Computer Vision

  • The structure of images is complex
    • invariances
      • scale
      • translation
      • cropping
      • dilation
      • homogeneity
    • Perceptual sensitivity
      • color
      • edges
      • orientations
  • Extracting semantics is challenging
    • occlusion
    • deformation
    • illumination
    • viewpoint
    • object pose

Convolutional Network

  • Translation invariance
    • Convolutional kernels are a spatially localized receptive field whose weights are shared across spatial locations.

Padding: what to do at the edges: valid or same

stride: pixels to shift when applying a kernel

The number of model parameters is independent of image size.

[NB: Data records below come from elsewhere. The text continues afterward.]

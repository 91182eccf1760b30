use argon2::{
    Argon2, PasswordHash, PasswordHasher, PasswordVerifier,
    password_hash::{SaltString, rand_core::OsRng},
};
use axum::{
    Json,
    extract::{OriginalUri, State},
    http::StatusCode,
    response::IntoResponse,
};
use serde::Deserialize;
use tracing::{info, warn};
use uuid::Uuid;

use foodgram_db::DbError;
use foodgram_db::models::NewUser;
use foodgram_types::api::{RegisterRequest, RegisterResponse, SetPasswordRequest};

use crate::error::ApiError;
use crate::extract::{Path, Query};
use crate::middleware::{CurrentUser, Viewer};
use crate::pagination::Pager;
use crate::present;
use crate::state::{AppState, blocking};
use crate::validation;

fn hash_password(password: &str) -> Result<String, ApiError> {
    let salt = SaltString::generate(&mut OsRng);
    let hash = Argon2::default()
        .hash_password(password.as_bytes(), &salt)
        .map_err(|e| anyhow::anyhow!("password hashing failed: {e}"))?
        .to_string();
    Ok(hash)
}

fn password_matches(password: &str, stored_hash: &str) -> Result<bool, ApiError> {
    let parsed = PasswordHash::new(stored_hash).map_err(|e| anyhow::anyhow!("stored hash is unreadable: {e}"))?;
    Ok(Argon2::default().verify_password(password.as_bytes(), &parsed).is_ok())
}

#[derive(Debug, Deserialize)]
pub struct PageQuery {
    pub page: Option<u32>,
    pub limit: Option<u32>,
}

#[derive(Debug, Deserialize)]
pub struct SubscriptionQuery {
    pub page: Option<u32>,
    pub limit: Option<u32>,
    pub recipes_limit: Option<String>,
}

fn recipes_limit(raw: Option<&str>) -> Result<Option<u32>, ApiError> {
    raw.map(|value| {
        value
            .parse::<u32>()
            .map_err(|_| ApiError::field("recipes_limit", "A valid non-negative integer is required."))
    })
    .transpose()
}

pub async fn register(
    State(state): State<AppState>,
    Json(req): Json<RegisterRequest>,
) -> Result<impl IntoResponse, ApiError> {
    validation::registration(&req)?;

    let user_id = Uuid::new_v4();
    let response = blocking(&state, move |db| {
        let password_hash = hash_password(&req.password)?;
        let id = user_id.to_string();
        db.create_user(&NewUser {
            id: &id,
            email: &req.email,
            username: &req.username,
            first_name: &req.first_name,
            last_name: &req.last_name,
            password_hash: &password_hash,
        })
        .map_err(|e| match e {
            e if e.is_duplicate_of("users.email") => {
                ApiError::field("email", "A user with that email already exists.")
            }
            e if e.is_duplicate_of("users.username") => {
                ApiError::field("username", "A user with that username already exists.")
            }
            other => other.into(),
        })?;

        Ok(RegisterResponse {
            email: req.email,
            id: user_id,
            username: req.username,
            first_name: req.first_name,
            last_name: req.last_name,
        })
    })
    .await?;

    info!("Registered user {} ({})", response.username, response.id);
    Ok((StatusCode::CREATED, Json(response)))
}

pub async fn list_users(
    State(state): State<AppState>,
    viewer: Viewer,
    OriginalUri(uri): OriginalUri,
    Query(query): Query<PageQuery>,
) -> Result<impl IntoResponse, ApiError> {
    let pager = Pager::new(query.page, query.limit, state.page_size)?;
    let viewer_id = viewer.id().map(str::to_string);

    let (results, count) = blocking(&state, move |db| {
        let (rows, count) = db.list_users(pager.size, pager.offset())?;
        Ok((present::users(db, &rows, viewer_id.as_deref())?, count))
    })
    .await?;

    Ok(Json(pager.wrap(&uri, count, results)?))
}

pub async fn get_user(
    State(state): State<AppState>,
    viewer: Viewer,
    Path(id): Path<Uuid>,
) -> Result<impl IntoResponse, ApiError> {
    let viewer_id = viewer.id().map(str::to_string);
    let user = blocking(&state, move |db| {
        let row = db.get_user(&id.to_string())?.ok_or(ApiError::NotFound)?;
        let mut users = present::users(db, std::slice::from_ref(&row), viewer_id.as_deref())?;
        users.pop().ok_or(ApiError::NotFound)
    })
    .await?;
    Ok(Json(user))
}

pub async fn me(CurrentUser(user): CurrentUser) -> impl IntoResponse {
    Json(present::user(&user, false))
}

pub async fn set_password(
    State(state): State<AppState>,
    CurrentUser(user): CurrentUser,
    Json(req): Json<SetPasswordRequest>,
) -> Result<impl IntoResponse, ApiError> {
    validation::password_strength(&req.new_password).map_err(|message| ApiError::field("new_password", message))?;

    let username = user.username.clone();
    blocking(&state, move |db| {
        if !password_matches(&req.current_password, &user.password)? {
            return Err(ApiError::field("current_password", "Current password is incorrect."));
        }
        if req.current_password == req.new_password {
            return Err(ApiError::field(
                "new_password",
                "The new password must differ from the current one.",
            ));
        }
        let hash = hash_password(&req.new_password)?;
        db.set_password_hash(&user.id, &hash)?;
        Ok(())
    })
    .await?;

    info!("Password changed for {}", username);
    Ok(StatusCode::NO_CONTENT)
}

pub async fn subscribe(
    State(state): State<AppState>,
    CurrentUser(user): CurrentUser,
    Path(author_id): Path<Uuid>,
    Query(query): Query<SubscriptionQuery>,
) -> Result<impl IntoResponse, ApiError> {
    let limit = recipes_limit(query.recipes_limit.as_deref())?;
    let author_id = author_id.to_string();
    if author_id == user.id {
        return Err(ApiError::bad_request("You cannot subscribe to yourself."));
    }

    let follower_id = user.id.clone();
    let mut annotated = blocking(&state, move |db| {
        let author = db.follow(&follower_id, &author_id).map_err(|e| match e {
            DbError::AlreadyExists(_) => ApiError::bad_request("You are already subscribed to this author."),
            DbError::Constraint(detail) => {
                warn!("Follow rejected: {}", detail);
                ApiError::bad_request("You cannot subscribe to yourself.")
            }
            other => other.into(),
        })?;
        present::subscriptions(db, std::slice::from_ref(&author), limit)
    })
    .await?;

    let response = annotated
        .pop()
        .ok_or_else(|| ApiError::Internal(anyhow::anyhow!("followed author vanished")))?;
    info!("{} subscribed to {}", user.username, response.user.username);
    Ok((StatusCode::CREATED, Json(response)))
}

pub async fn unsubscribe(
    State(state): State<AppState>,
    CurrentUser(user): CurrentUser,
    Path(author_id): Path<Uuid>,
) -> Result<impl IntoResponse, ApiError> {
    let follower_id = user.id.clone();
    let removed = blocking(&state, move |db| Ok(db.unfollow(&follower_id, &author_id.to_string())?)).await?;
    if !removed {
        return Err(ApiError::bad_request("You are not subscribed to this author."));
    }
    Ok(StatusCode::NO_CONTENT)
}

/// Authors the caller follows, each with a preview of their recipes.
pub async fn subscriptions(
    State(state): State<AppState>,
    CurrentUser(user): CurrentUser,
    OriginalUri(uri): OriginalUri,
    Query(query): Query<SubscriptionQuery>,
) -> Result<impl IntoResponse, ApiError> {
    let pager = Pager::new(query.page, query.limit, state.page_size)?;
    let limit = recipes_limit(query.recipes_limit.as_deref())?;

    let (results, count) = blocking(&state, move |db| {
        let (authors, count) = db.subscriptions(&user.id, pager.size, pager.offset())?;
        Ok((present::subscriptions(db, &authors, limit)?, count))
    })
    .await?;

    Ok(Json(pager.wrap(&uri, count, results)?))
}

#[cfg(test)]
mod tests {
    use super::*;

    #[test]
    fn hashes_verify() {
        let hash = hash_password("correct horse").unwrap();
        assert!(hash.starts_with("$argon2id$"));
        assert!(password_matches("correct horse", &hash).unwrap());
        assert!(!password_matches("wrong horse", &hash).unwrap());
    }

    #[test]
    fn recipes_limit_parsing() {
        assert_eq!(recipes_limit(None).unwrap(), None);
        assert_eq!(recipes_limit(Some("3")).unwrap(), Some(3));
        assert!(matches!(recipes_limit(Some("-1")), Err(ApiError::Validation(_))));
        assert!(matches!(recipes_limit(Some("many")), Err(ApiError::Validation(_))));
    }
}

  • How many parameters are in a single layer

    • $(filter width \times filter height) \times (input depth) \times (output depth)$
  • How much computational cost in a single layer

    • $(filter width \times filter height) \times (input depth) \times (output depth) \times (input width \div stride) \times (input height \div stride)$
  • Scaling to high resolution images

    • Computational demand grows as quadratically as the image size
      • Spatial pooling builds invariance across spatial dimensions
      • Regularization mitigates overfitting (e.g. weight decay, dropout)
      • Normalization empirically accelerates training and makes better model images

Convolutional layers take up most of computation, but fully connected layer have most of the parameters.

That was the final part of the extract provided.